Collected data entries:
//! Event study configuration.

use chrono::NaiveDate;
use serde::{Deserialize, Serialize};

use crate::{Error, Result};

/// How the cumulative abnormal return column is aggregated
#[derive(Debug, Clone, Copy, PartialEq, Eq, Default, Serialize, Deserialize)]
#[serde(rename_all = "snake_case")]
pub enum CarMethod {
    /// `CAR[i] = AR[i-1] + AR[i]`, with `CAR[0] = 0`
    #[default]
    Pairwise,
    /// Running total of abnormal returns from the first fitted date
    Running,
}

/// Parameters of the CAPM estimation
#[derive(Debug, Clone, PartialEq, Serialize, Deserialize)]
pub struct CapmConfig {
    /// Rolling window length
    pub window: usize,
    /// Number of returns to forecast past the estimation period
    pub period: usize,
    /// Risk-free rate per return period
    pub risk_free_rate: f64,
    /// First date of the estimation period, inclusive
    pub start: NaiveDate,
    /// Last date of the estimation period, inclusive
    pub end: NaiveDate,
}

impl CapmConfig {
    /// Checks the window, period, rate and date range
    pub fn validate(&self) -> Result<()> {
        if self.window == 0 {
            return Err(Error::InvalidConfig("window must be at least 1".into()));
        }
        if self.period == 0 {
            return Err(Error::InvalidConfig("period must be at least 1".into()));
        }
        if !self.risk_free_rate.is_finite() {
            return Err(Error::InvalidConfig(format!(
                "risk-free rate {} is not finite",
                self.risk_free_rate
            )));
        }
        if self.start > self.end {
            return Err(Error::InvalidConfig(format!(
                "estimation start {} is after its end {}",
                self.start, self.end
            )));
        }
        Ok(())
    }
}

/// Everything needed to run an event study.
///
/// Missing fields fall back to the defaults when deserialized.
#[derive(Debug, Clone, PartialEq, Serialize, Deserialize)]
#[serde(default)]
pub struct EventStudyConfig {
    /// Instrument ticker
    pub ticker: String,
    /// Benchmark index ticker
    pub benchmark: String,
    /// Risk-free rate per return period
    pub risk_free_rate: f64,
    /// Rolling window length
    pub window: usize,
    /// Number of returns to forecast from the event onwards
    pub period: usize,
    /// First date of price history
    pub start: NaiveDate,
    /// Last date of price history
    pub end: NaiveDate,
    /// Event date, the estimation period ends the day before
    pub event: NaiveDate,
    /// Report field delimiter
    pub delimiter: char,
    /// Cumulative abnormal return aggregation in the report
    pub car_method: CarMethod,
}

impl Default for EventStudyConfig {
    fn default() -> Self {
        let ymd = |y, m, d| NaiveDate::from_ymd_opt(y, m, d).unwrap_or(NaiveDate::MIN);
        Self {
            ticker: "TCS".into(),
            benchmark: "MOEX".into(),
            risk_free_rate: 0.045,
            window: 50,
            period: 50,
            start: ymd(2019, 1, 1),
            end: ymd(2020, 10, 4),
            event: ymd(2020, 3, 6),
            delimiter: ',',
            car_method: CarMethod::Pairwise,
        }
    }
}

impl EventStudyConfig {
    /// Checks the configuration, see also [`CapmConfig::validate`]
    pub fn validate(&self) -> Result<()> {
        if self.ticker.trim().is_empty() || self.benchmark.trim().is_empty() {
            return Err(Error::InvalidConfig("ticker and benchmark are required".into()));
        }
        if !(self.start < self.event && self.event <= self.end) {
            return Err(Error::InvalidConfig(format!(
                "event {} must fall after start {} and no later than end {}",
                self.event, self.start, self.end
            )));
        }
        self.delimiter_byte()?;
        self.capm()?.validate()
    }

    /// Returns the last day of the estimation period, the day before the event
    pub fn estimation_end(&self) -> Result<NaiveDate> {
        self.event
            .pred_opt()
            .ok_or_else(|| Error::InvalidConfig(format!("no day precedes event {}", self.event)))
    }

    /// Returns the estimation parameters
    pub fn capm(&self) -> Result<CapmConfig> {
        Ok(CapmConfig {
            window: self.window,
            period: self.period,
            risk_free_rate: self.risk_free_rate,
            start: self.start,
            end: self.estimation_end()?,
        })
    }

    /// Returns the delimiter as a single byte, it must be ASCII
    pub fn delimiter_byte(&self) -> Result<u8> {
        u8::try_from(self.delimiter)
            .ok()
            .filter(u8::is_ascii)
            .ok_or_else(|| {
                Error::InvalidConfig(format!("delimiter {:?} is not ASCII", self.delimiter))
            })
    }
}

◆ **Problem**: Only the lines that contain the string "Running" should be copied from the entries above.

◆ **Reply**:
    /// Running total of abnormal returns from the first fitted date
    Running,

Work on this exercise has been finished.